Etwas näher an der ehemaligen, nur teilweise erhaltenen Stadtmauer erwecken die feuergeschwärzten Trägerbalken von „Ela”, dass auch dieses gastliche Hausgemäuer durch den Bombenhagel auf Chania entstand. Das ist jedoch nicht der Fall. Das nischenreiche, verwinkelte Kellergeschoß mit seinen verschieden hohen Fußböden wurde 1630 von sephardischen Juden aus Spanien als Seifenfabrik erbaut. Das erklärt die verschieden hohen Böden und die andersartigen Fenster: Sie sind niedriger als die Fenster von Wohnhäusern angelegt, damit ein Luftzug entstand, der die Seifen besser trocknen ließ. Die heute schwarzen, eng gelegten hölzernen Trägerbalken blieben bei einem Feuer im Jahre 1988 deshalb erhalten, weil sie außergewöhnlich dick waren. Das sollte Erschütterungen verhindern, die sonst den Reifungsprozeß der Seifen gestört hätten. Alle Holzarbeiten wurden aus Kastanie und Holz vom Schwarzen Meer gefertigt.

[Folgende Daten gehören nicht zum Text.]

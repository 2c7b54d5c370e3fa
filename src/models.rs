use chrono::{DateTime, Utc};
use rust_decimal::Decimal;
use serde::{Deserialize, Serialize};
use sqlx::FromRow;
use utoipa::ToSchema;
use validator::Validate;

/// Represents a menu category in the database
#[derive(Debug, Clone, Serialize, Deserialize, FromRow, ToSchema)]
pub struct Category {
    #[schema(example = 1)]
    pub id: i32,
    #[schema(example = "Pizzas Tradicionais")]
    pub name: String,
    pub description: Option<String>,
    pub image_url: Option<String>,
    #[schema(example = 0)]
    pub display_order: i32,
    #[schema(example = true)]
    pub is_active: bool,
    pub created_at: DateTime<Utc>,
    pub updated_at: DateTime<Utc>,
}

/// Represents a catalog product in the database
///
/// `price` is the base price; when a `product_prices` row exists for a
/// pizza size, that per-size price fully overrides the base price.
#[derive(Debug, Clone, Serialize, Deserialize, FromRow, ToSchema)]
pub struct Product {
    #[schema(example = 1)]
    pub id: i32,
    pub category_id: Option<i32>,
    #[schema(example = "Calabresa")]
    pub name: String,
    #[schema(example = "Calabresa, cebola e azeitonas")]
    pub description: Option<String>,
    /// Base price, overridden per size when size-specific pricing exists
    #[schema(value_type = f64, example = 35.0)]
    pub price: Decimal,
    pub image_url: Option<String>,
    #[schema(example = false)]
    pub is_vegetarian: bool,
    #[schema(example = false)]
    pub is_featured: bool,
    #[schema(example = true)]
    pub is_active: bool,
    #[schema(example = 0)]
    pub display_order: i32,
    pub created_at: DateTime<Utc>,
    pub updated_at: DateTime<Utc>,
}

/// Represents the data needed to create a new product
///
/// Used for POST /api/products requests; id and timestamps are
/// generated by the database
#[derive(Debug, Clone, Serialize, Deserialize, Validate, ToSchema)]
pub struct CreateProduct {
    pub category_id: Option<i32>,
    #[validate(length(min = 1, message = "Name must not be empty"))]
    #[schema(example = "Margherita")]
    pub name: String,
    pub description: Option<String>,
    #[schema(value_type = f64, example = 32.0)]
    pub price: Decimal,
    pub image_url: Option<String>,
    #[serde(default)]
    pub is_vegetarian: bool,
    #[serde(default)]
    pub is_featured: bool,
    #[serde(default = "default_true")]
    pub is_active: bool,
    #[serde(default)]
    pub display_order: i32,
}

/// Represents the data for updating an existing product
///
/// All fields are optional to support partial updates
#[derive(Debug, Clone, Serialize, Deserialize, Validate, ToSchema)]
pub struct UpdateProduct {
    pub category_id: Option<i32>,
    #[validate(length(min = 1, message = "Name must not be empty"))]
    pub name: Option<String>,
    pub description: Option<String>,
    #[schema(value_type = Option<f64>)]
    pub price: Option<Decimal>,
    pub image_url: Option<String>,
    pub is_vegetarian: Option<bool>,
    pub is_featured: Option<bool>,
    pub is_active: Option<bool>,
    pub display_order: Option<i32>,
}

/// Request DTO for creating a category
#[derive(Debug, Clone, Serialize, Deserialize, Validate, ToSchema)]
pub struct CreateCategory {
    #[validate(length(min = 1, message = "Name must not be empty"))]
    pub name: String,
    pub description: Option<String>,
    pub image_url: Option<String>,
    #[serde(default)]
    pub display_order: i32,
    #[serde(default = "default_true")]
    pub is_active: bool,
}

/// Request DTO for updating a category
#[derive(Debug, Clone, Serialize, Deserialize, Validate, ToSchema)]
pub struct UpdateCategory {
    #[validate(length(min = 1, message = "Name must not be empty"))]
    pub name: Option<String>,
    pub description: Option<String>,
    pub image_url: Option<String>,
    pub display_order: Option<i32>,
    pub is_active: Option<bool>,
}

fn default_true() -> bool {
    true
}

#[cfg(test)]
mod tests {
    use super::*;
    use rust_decimal_macros::dec;

    /// Product serialization keeps every catalog field
    #[test]
    fn test_product_serialization() {
        let product = Product {
            id: 1,
            category_id: Some(2),
            name: "Calabresa".to_string(),
            description: Some("Calabresa, cebola e azeitonas".to_string()),
            price: dec!(35.00),
            image_url: None,
            is_vegetarian: false,
            is_featured: true,
            is_active: true,
            display_order: 0,
            created_at: Utc::now(),
            updated_at: Utc::now(),
        };

        let json = serde_json::to_string(&product).expect("Failed to serialize Product");

        assert!(json.contains("\"id\":1"));
        assert!(json.contains("\"name\":\"Calabresa\""));
        assert!(json.contains("\"price\":\"35.00\""));
        assert!(json.contains("\"is_featured\":true"));
        assert!(json.contains("\"created_at\""));
    }

    /// CreateProduct defaults flags when omitted
    #[test]
    fn test_create_product_defaults() {
        let json = r#"{
            "name": "Margherita",
            "price": "32.00"
        }"#;

        let create: CreateProduct = serde_json::from_str(json)
            .expect("Failed to deserialize CreateProduct");

        assert_eq!(create.name, "Margherita");
        assert_eq!(create.price, dec!(32.00));
        assert!(!create.is_vegetarian);
        assert!(!create.is_featured);
        assert!(create.is_active);
        assert_eq!(create.display_order, 0);
    }

    /// UpdateProduct supports partial payloads
    #[test]
    fn test_update_product_partial_fields() {
        let json = r#"{
            "price": "38.50",
            "is_featured": true
        }"#;

        let update: UpdateProduct = serde_json::from_str(json)
            .expect("Failed to deserialize UpdateProduct");

        assert_eq!(update.price, Some(dec!(38.50)));
        assert_eq!(update.is_featured, Some(true));
        assert_eq!(update.name, None);
        assert_eq!(update.category_id, None);
    }

    /// Empty update payload deserializes with every field absent
    #[test]
    fn test_update_product_empty() {
        let update: UpdateProduct = serde_json::from_str("{}")
            .expect("Failed to deserialize UpdateProduct");

        assert!(update.name.is_none());
        assert!(update.price.is_none());
        assert!(update.is_active.is_none());
    }
}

Dank der Robustheit des Gebäudes in der Kondilaki-Straße konnte es im Laufe der Jahrhunderte als Schule, Weinkeller, Distillerie und schließlich Fabrik für Käse und Süßigkeiten genutzt werden. Zwischen 1976 und 1988 wurden alle Stockwerke gründlich restauriert und dienten dann einem Restaurant mit Café und Bar. Nach dreijähriger Unterbrechung und Beseitigung der Trümmer setzt das charmant-chaotische Gemäuer mit dem Restaurant „Ela” die gastronomische Tradition fort. Der hohe Standard der traditionellen Gerichte, die Live-Musik und noch mehr die farbige Broschüre zum Hause geben zu erkennen: Es ist gar kein Gedanke daran, die Ruinen auszubauen. Das wissen die Kreter heute so gut wie der dösende Fischer in Heinrich Bölls „Anekdote zur Senkung der Arbeitsmoral”. Die Broschüre verrät, dass die Sicherheit des Gebäuderests offiziell daraufhin geprüft wurde, ob es als Taverne in Betrieb genommen werden konnte.

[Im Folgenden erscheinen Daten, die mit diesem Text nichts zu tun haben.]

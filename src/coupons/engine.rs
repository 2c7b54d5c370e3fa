use chrono::{DateTime, Utc};
use rust_decimal::Decimal;

use crate::coupons::error::CouponError;
use crate::coupons::models::{Coupon, DiscountType};

/// Evaluate a coupon against an order total
///
/// Checks run in a fixed order and the first failure wins:
/// temporal validity, global usage limit, minimum order value, per-user
/// usage limit. `prior_user_uses` is None for anonymous carts, which
/// skips the per-user check.
///
/// The returned discount is clamped to the order total so applying it
/// can never produce a negative total.
pub fn evaluate(
    coupon: &Coupon,
    order_total: Decimal,
    prior_user_uses: Option<i64>,
    now: DateTime<Utc>,
) -> Result<Decimal, CouponError> {
    if now < coupon.valid_from {
        return Err(CouponError::NotYetValid);
    }

    if let Some(valid_until) = coupon.valid_until {
        if now > valid_until {
            return Err(CouponError::Expired);
        }
    }

    if let Some(max_uses) = coupon.max_uses {
        if coupon.uses_count >= max_uses {
            return Err(CouponError::UsageLimitReached);
        }
    }

    if order_total < coupon.min_order_value {
        return Err(CouponError::BelowMinimum {
            minimum: coupon.min_order_value,
        });
    }

    if let (Some(uses), Some(cap)) = (prior_user_uses, coupon.max_uses_per_user) {
        if uses >= cap as i64 {
            return Err(CouponError::PerUserLimitReached);
        }
    }

    let discount = match coupon.discount_type {
        DiscountType::Percentage => order_total * coupon.discount_value / Decimal::from(100),
        DiscountType::Fixed => coupon.discount_value,
    };

    Ok(discount.min(order_total))
}

/// Normalize a coupon code for storage and lookup
pub fn normalize_code(code: &str) -> String {
    code.trim().to_uppercase()
}

#[cfg(test)]
mod tests {
    use super::*;
    use chrono::Duration;
    use rust_decimal_macros::dec;

    fn coupon(discount_type: DiscountType, discount_value: Decimal) -> Coupon {
        let now = Utc::now();
        Coupon {
            id: 1,
            code: "PIZZA10".to_string(),
            description: None,
            discount_type,
            discount_value,
            min_order_value: Decimal::ZERO,
            max_uses: None,
            uses_count: 0,
            max_uses_per_user: None,
            valid_from: now - Duration::days(1),
            valid_until: None,
            is_active: true,
            created_at: now,
            updated_at: now,
        }
    }

    #[test]
    fn test_percentage_discount() {
        let coupon = coupon(DiscountType::Percentage, dec!(50));
        let discount = evaluate(&coupon, dec!(10.00), None, Utc::now()).unwrap();

        assert_eq!(discount, dec!(5.00));
    }

    #[test]
    fn test_fixed_discount_clamped_to_order_total() {
        let coupon = coupon(DiscountType::Fixed, dec!(100.00));
        let discount = evaluate(&coupon, dec!(10.00), None, Utc::now()).unwrap();

        assert_eq!(discount, dec!(10.00));
    }

    #[test]
    fn test_ten_percent_example() {
        let coupon = coupon(DiscountType::Percentage, dec!(10));
        let discount = evaluate(&coupon, dec!(37.00), None, Utc::now()).unwrap();

        assert_eq!(discount, dec!(3.70));
    }

    #[test]
    fn test_not_yet_valid() {
        let mut c = coupon(DiscountType::Fixed, dec!(5.00));
        c.valid_from = Utc::now() + Duration::days(1);

        let result = evaluate(&c, dec!(50.00), None, Utc::now());
        assert!(matches!(result, Err(CouponError::NotYetValid)));
    }

    #[test]
    fn test_expired_wins_regardless_of_other_fields() {
        let mut c = coupon(DiscountType::Percentage, dec!(10));
        c.valid_until = Some(Utc::now() - Duration::hours(1));
        c.max_uses = Some(100);
        c.min_order_value = dec!(1000.00);

        let result = evaluate(&c, dec!(5.00), None, Utc::now());
        assert!(matches!(result, Err(CouponError::Expired)));
    }

    #[test]
    fn test_usage_limit_reached() {
        let mut c = coupon(DiscountType::Fixed, dec!(5.00));
        c.max_uses = Some(3);
        c.uses_count = 3;

        let result = evaluate(&c, dec!(50.00), None, Utc::now());
        assert!(matches!(result, Err(CouponError::UsageLimitReached)));
    }

    #[test]
    fn test_below_minimum_carries_the_minimum() {
        let mut c = coupon(DiscountType::Fixed, dec!(5.00));
        c.min_order_value = dec!(20.00);

        let result = evaluate(&c, dec!(19.99), None, Utc::now());
        match result {
            Err(CouponError::BelowMinimum { minimum }) => assert_eq!(minimum, dec!(20.00)),
            other => panic!("Expected BelowMinimum, got {:?}", other),
        }
    }

    #[test]
    fn test_per_user_limit() {
        let mut c = coupon(DiscountType::Fixed, dec!(5.00));
        c.max_uses_per_user = Some(2);

        // Two prior uses exhaust the cap
        let result = evaluate(&c, dec!(50.00), Some(2), Utc::now());
        assert!(matches!(result, Err(CouponError::PerUserLimitReached)));

        // One prior use still passes
        assert!(evaluate(&c, dec!(50.00), Some(1), Utc::now()).is_ok());

        // Anonymous carts skip the per-user check
        assert!(evaluate(&c, dec!(50.00), None, Utc::now()).is_ok());
    }

    #[test]
    fn test_check_order_minimum_before_per_user() {
        let mut c = coupon(DiscountType::Fixed, dec!(5.00));
        c.min_order_value = dec!(30.00);
        c.max_uses_per_user = Some(1);

        // Both would fail; the minimum-order check comes first
        let result = evaluate(&c, dec!(10.00), Some(5), Utc::now());
        assert!(matches!(result, Err(CouponError::BelowMinimum { .. })));
    }

    #[test]
    fn test_normalize_code() {
        assert_eq!(normalize_code("  pizza10 "), "PIZZA10");
        assert_eq!(normalize_code("Pizza10"), "PIZZA10");
    }
}

#[cfg(test)]
mod property_tests {
    use super::*;
    use chrono::Duration;
    use proptest::prelude::*;

    fn base_coupon(discount_type: DiscountType, discount_value: Decimal) -> Coupon {
        let now = Utc::now();
        Coupon {
            id: 1,
            code: "PROP".to_string(),
            description: None,
            discount_type,
            discount_value,
            min_order_value: Decimal::ZERO,
            max_uses: None,
            uses_count: 0,
            max_uses_per_user: None,
            valid_from: now - Duration::days(1),
            valid_until: None,
            is_active: true,
            created_at: now,
            updated_at: now,
        }
    }

    /// The discount never exceeds the order total, for either type
    #[test]
    fn prop_discount_never_exceeds_total() {
        proptest!(|(
            total_cents in 0u32..=100_000,
            value_cents in 0u32..=50_000,
            percentage in prop::bool::ANY
        )| {
            let total = Decimal::from(total_cents) / Decimal::from(100);
            let (dtype, value) = if percentage {
                (DiscountType::Percentage, Decimal::from(value_cents % 101))
            } else {
                (DiscountType::Fixed, Decimal::from(value_cents) / Decimal::from(100))
            };

            let coupon = base_coupon(dtype, value);
            let discount = evaluate(&coupon, total, None, Utc::now()).unwrap();

            prop_assert!(discount <= total);
            prop_assert!(total - discount >= Decimal::ZERO);
        });
    }

    /// A coupon whose valid_until lies in the past always fails with
    /// Expired, whatever the rest of its fields say
    #[test]
    fn prop_past_valid_until_always_expired() {
        proptest!(|(
            total_cents in 0u32..=100_000,
            hours_ago in 1i64..=10_000
        )| {
            let mut coupon = base_coupon(DiscountType::Percentage, Decimal::from(10));
            coupon.valid_from = Utc::now() - Duration::days(3650);
            coupon.valid_until = Some(Utc::now() - Duration::hours(hours_ago));

            let total = Decimal::from(total_cents) / Decimal::from(100);
            let result = evaluate(&coupon, total, None, Utc::now());

            prop_assert!(matches!(result, Err(CouponError::Expired)));
        });
    }
}
use axum::{
    http::StatusCode,
    response::{IntoResponse, Response},
    Json,
};
use serde_json::json;

use crate::coupons::error::CouponError;
use crate::delivery::error::DeliveryError;
use crate::pizza::error::PizzaError;

/// Error types for order operations
#[derive(Debug, thiserror::Error)]
pub enum OrderError {
    #[error("Database error: {0}")]
    DatabaseError(String),

    #[error("Order not found")]
    NotFound,

    #[error("Product not found: {0}")]
    ProductNotFound(i32),

    #[error("Invalid quantity: {0}")]
    InvalidQuantity(String),

    #[error("Forbidden: {0}")]
    Forbidden(String),

    #[error("Invalid status transition: {0}")]
    InvalidTransition(String),

    #[error("Validation error: {0}")]
    ValidationError(String),

    #[error(transparent)]
    Coupon(#[from] CouponError),

    #[error(transparent)]
    Pizza(#[from] PizzaError),

    #[error(transparent)]
    Delivery(#[from] DeliveryError),
}

impl From<sqlx::Error> for OrderError {
    fn from(err: sqlx::Error) -> Self {
        OrderError::DatabaseError(err.to_string())
    }
}

impl IntoResponse for OrderError {
    fn into_response(self) -> Response {
        let (status, error_message) = match self {
            // Promotion and composition rejections keep their own shape
            OrderError::Coupon(inner) => return inner.into_response(),
            OrderError::Pizza(inner) => return inner.into_response(),
            OrderError::Delivery(inner) => return inner.into_response(),

            OrderError::DatabaseError(msg) => {
                tracing::error!("Database error: {}", msg);
                (
                    StatusCode::INTERNAL_SERVER_ERROR,
                    "A database error occurred".to_string(),
                )
            }
            OrderError::NotFound => (StatusCode::NOT_FOUND, "Order not found".to_string()),
            OrderError::ProductNotFound(id) => (
                StatusCode::BAD_REQUEST,
                format!("Product with id {} not found", id),
            ),
            OrderError::InvalidQuantity(msg) => (StatusCode::BAD_REQUEST, msg),
            OrderError::Forbidden(msg) => (StatusCode::FORBIDDEN, msg),
            OrderError::InvalidTransition(msg) => (StatusCode::BAD_REQUEST, msg),
            OrderError::ValidationError(msg) => (StatusCode::BAD_REQUEST, msg),
        };

        let body = Json(json!({
            "error": error_message,
        }));

        (status, body).into_response()
    }
}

In Betrieb ist das Lokal allerdings nur von Frühjahr bis Herbst. Ein Spiegel des Extrems der Gästezahlen in Chania im Laufe eines Jahres. Investitionen also wofür? Einen Betriebswirtschaftler könnte ja einmal reizen nachzurechnen, wie die Fixkosten einer wiederaufgebauten Ruine zu Buche schlagen würden, und dass die Drachmen der Touristen besser in den frischen Dolmadakia oder Juvetsi angelegt sind. Allerdings geht das Konzept auch nur auf Kreta auf, da wo die Leute selbst nur kleine Häuser haben. Denn das Leben findet draußen statt.